Step 1: Ingest and Understand the Annotations

步骤1：导入并理解注释

Ask the user to provide their open-coded annotations (JSON, CSV, or pasted text).
Read through ALL annotations before doing anything else. This mirrors how a human analyst would spread out all their sticky notes before grouping.
Count total annotations and note how many are unique vs. near-duplicates.
Identify the application domain from context clues in the annotations.

请用户提供其开放式编码得到的注释（JSON、CSV或粘贴的文本形式）。
在进行任何操作前通读所有注释。这模拟了人类分析师先将所有便利贴铺开再进行分组的工作方式。
统计注释总数，记录其中唯一注释与近似重复注释的数量。
从注释中的上下文线索识别应用领域。

Step 2: Draft Failure Mode Clusters (Axial Coding)

步骤2：草拟失败模式聚类（Axial Coding）

Group similar annotations into a small set of coherent, non-overlapping failure categories.

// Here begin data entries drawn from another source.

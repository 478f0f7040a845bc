//! Top-level application orchestration.
//!
//! `src/main.rs` is intentionally tiny; this module is the "real main" that:
//! - parses CLI arguments and environment settings
//! - sets up logging
//! - runs the cross-section lookup or a grid scan
//! - prints reports and writes optional summaries

use std::path::PathBuf;
use std::time::Duration;

use clap::Parser;
use tracing::{debug, info};

use crate::cli::{
    AlphaSArgs, Command, IdentifyArgs, ScanCommonArgs, ScanGridArgs, ScanMassArgs, TableCheckArgs,
    TableTemplateArgs, XsecArgs,
};
use crate::config::Settings;
use crate::domain::{AxisRange, PhysicalParams, Process, Representation, ScanConfig, ScanLayout};
use crate::error::{AppError, EXIT_INVALID_INPUT, XsecError};
use crate::physics::ParticleCode;
use crate::scan::{ProcessSolver, run_scan};
use crate::xsec::{CoefficientTable, compute_cross_section, table_template};

pub mod logging;

/// Entry point for the `relic` binary.
pub fn run() -> Result<(), AppError> {
    // `relic -p sstoqq -r 3 -v ...` keeps working without naming the `xsec`
    // subcommand; see `rewrite_args`.
    let argv = rewrite_args(std::env::args().collect());
    let cli = crate::cli::Cli::parse_from(argv);

    let settings = Settings::from_env();
    logging::init_logging(cli.quiet);
    debug!(?settings, "loaded settings");

    match cli.command {
        Command::Xsec(args) => handle_xsec(args, &settings),
        Command::ScanMass(args) => handle_scan_mass(args, &settings),
        Command::ScanGrid(args) => handle_scan_grid(args, &settings),
        Command::AlphaS(args) => handle_alpha_s(args),
        Command::Identify(args) => handle_identify(args),
        Command::TableTemplate(args) => handle_table_template(args),
        Command::TableCheck(args) => handle_table_check(args),
    }
}

fn handle_xsec(args: XsecArgs, settings: &Settings) -> Result<(), AppError> {
    // Reject bad names before touching the table so they always exit with code 2.
    let process: Process = args.process.parse()?;
    let rep = Representation::try_from(args.rep)?;

    let &[mass, velocity, alpha_s, alpha_sommerfeld] = args.vars.as_slice() else {
        return Err(AppError::new(
            EXIT_INVALID_INPUT,
            "--vars takes exactly four values: m, v, alpha_s, alpha_sommerfeld.",
        ));
    };
    let params = PhysicalParams {
        mass,
        velocity,
        alpha_s,
        alpha_sommerfeld,
    };

    let table = CoefficientTable::load(&settings.table_path(args.table)?)?;
    let value = compute_cross_section(
        &table,
        &args.process,
        args.rep,
        args.lwave,
        args.sommerfeld,
        &params,
    )?;

    if args.extended {
        println!(
            "{}",
            crate::report::format_xsec_extended(process, rep, &params, args.lwave, args.sommerfeld, value)
        );
    } else {
        println!("{}", crate::report::format_xsec(value));
    }
    Ok(())
}

fn handle_scan_mass(args: ScanMassArgs, settings: &Settings) -> Result<(), AppError> {
    let mass = AxisRange::new(args.mass.mass_min, args.mass.mass_max, args.mass.mass_step);
    let config = scan_config(ScanLayout::Mass, mass, AxisRange::single(args.delta), &args.common, settings);
    run_scan_command(&config)
}

fn handle_scan_grid(args: ScanGridArgs, settings: &Settings) -> Result<(), AppError> {
    let mass = AxisRange::new(args.mass.mass_min, args.mass.mass_max, args.mass.mass_step);
    let delta = AxisRange::new(args.delta_min, args.delta_max, args.delta_step);
    let config = scan_config(ScanLayout::MassDelta, mass, delta, &args.common, settings);
    run_scan_command(&config)
}

pub fn scan_config(
    layout: ScanLayout,
    mass: AxisRange,
    delta: AxisRange,
    common: &ScanCommonArgs,
    settings: &Settings,
) -> ScanConfig {
    ScanConfig {
        layout,
        mass,
        delta,
        solver: settings.solver_command(common.solver.as_deref()),
        param_file: common.param_file.clone(),
        output: common
            .output
            .clone()
            .unwrap_or_else(|| PathBuf::from(layout.default_output())),
        marker: common.marker.clone(),
        timeout: common.timeout_secs.map(Duration::from_secs),
        on_error: common.on_error,
        resume: common.resume,
        summary: common.summary.clone(),
    }
}

fn run_scan_command(config: &ScanConfig) -> Result<(), AppError> {
    let solver = ProcessSolver::new(&config.solver, config.timeout)?;
    let summary = run_scan(config, &solver)?;

    println!("{}", crate::report::format_scan_summary(&summary));

    if let Some(path) = &config.summary {
        crate::io::write_summary_json(path, &summary)?;
        info!(path = %path.display(), "wrote scan summary");
    }
    Ok(())
}

fn handle_alpha_s(args: AlphaSArgs) -> Result<(), AppError> {
    if let Some(q) = args.scales.iter().find(|q| !q.is_finite()) {
        return Err(AppError::new(EXIT_INVALID_INPUT, format!("Scale {q} is not a finite number.")));
    }
    print!("{}", crate::report::format_alpha_table(&args.scales));
    Ok(())
}

fn handle_identify(args: IdentifyArgs) -> Result<(), AppError> {
    let particle = ParticleCode(args.code).decode()?;
    print!("{}", crate::report::format_identify(&particle));
    Ok(())
}

fn handle_table_template(args: TableTemplateArgs) -> Result<(), AppError> {
    let json = serde_json::to_string_pretty(&table_template()).map_err(XsecError::from)?;
    match &args.output {
        Some(path) => {
            std::fs::write(path, json + "\n").map_err(|e| {
                AppError::new(
                    EXIT_INVALID_INPUT,
                    format!("Failed to write table template '{}': {e}", path.display()),
                )
            })?;
            info!(path = %path.display(), "wrote coefficient table template");
        }
        None => println!("{json}"),
    }
    Ok(())
}

fn handle_table_check(args: TableCheckArgs) -> Result<(), AppError> {
    let table = CoefficientTable::load(&args.path)?;
    let entries = table.to_file().entries;
    let zero_keys = entries
        .iter()
        .filter(|e| e.waves.iter().all(|w| *w == 0.0))
        .count();
    println!(
        "Coefficient table OK: {} ({} entries, {} all-zero)",
        args.path.display(),
        entries.len(),
        zero_keys
    );
    Ok(())
}

/// Rewrite argv so a bare flag list runs the `xsec` subcommand.
///
/// Rules:
/// - `relic -p sstoqq -r 3 ...`    -> `relic xsec -p sstoqq -r 3 ...`
/// - `relic -q -p sstoqq ...`      -> `relic -q xsec -p sstoqq ...`
/// - `relic --help/--version/-h`   -> unchanged (show top-level help/version)
fn rewrite_args(mut argv: Vec<String>) -> Vec<String> {
    // Skip leading global flags.
    let pos = argv
        .iter()
        .skip(1)
        .position(|a| !matches!(a.as_str(), "-q" | "--quiet"))
        .map(|p| p + 1);
    let Some(pos) = pos else {
        return argv;
    };

    let arg = argv[pos].as_str();
    let is_top_level_help_or_version = matches!(arg, "-h" | "--help" | "-V" | "--version" | "help");
    if is_top_level_help_or_version {
        return argv;
    }

    // If the first token is a flag, treat it as "xsec flags".
    if arg.starts_with('-') {
        argv.insert(pos, "xsec".to_string());
    }
    argv
}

Key principles — these matter a lot:

Small set: Aim for 3–7 failure modes. Fewer is better. If you have more than 7, you're probably splitting too finely — merge related categories.
Binary and specific: Each failure mode is a yes/no question: "Did this failure occur?" Avoid vague categories like "bad output" or "hallucination" without qualification.
Non-overlapping: A single annotation should map cleanly to one failure mode. If annotations regularly fit two categories, the categories need rework.
Application-specific: Use the vocabulary of the user's domain, not generic LLM research terms. "Missing SQL constraint" beats "incomplete tool use". "Persona mismatch" beats "tone error".
Actionable: Each failure mode should suggest a clear engineering fix. If you can't imagine what a developer would change to address it, the category is too abstract.
No Likert scales: Everything is binary. A failure mode is present (1) or absent (0). Numeric severity scores introduce noise and reduce inter-annotator agreement.

Process:

Read through all annotations and mentally group similar observations.
For each emerging group, write a short title (2–5 words) and a one-line definition explaining what qualifies as this failure.
List 2–3 representative example annotations under each group.
Check for overlaps — if two categories share examples, merge or split until clean.
Check for orphans — annotations that don't fit anywhere may signal a missing category or may be genuine one-offs to flag separately.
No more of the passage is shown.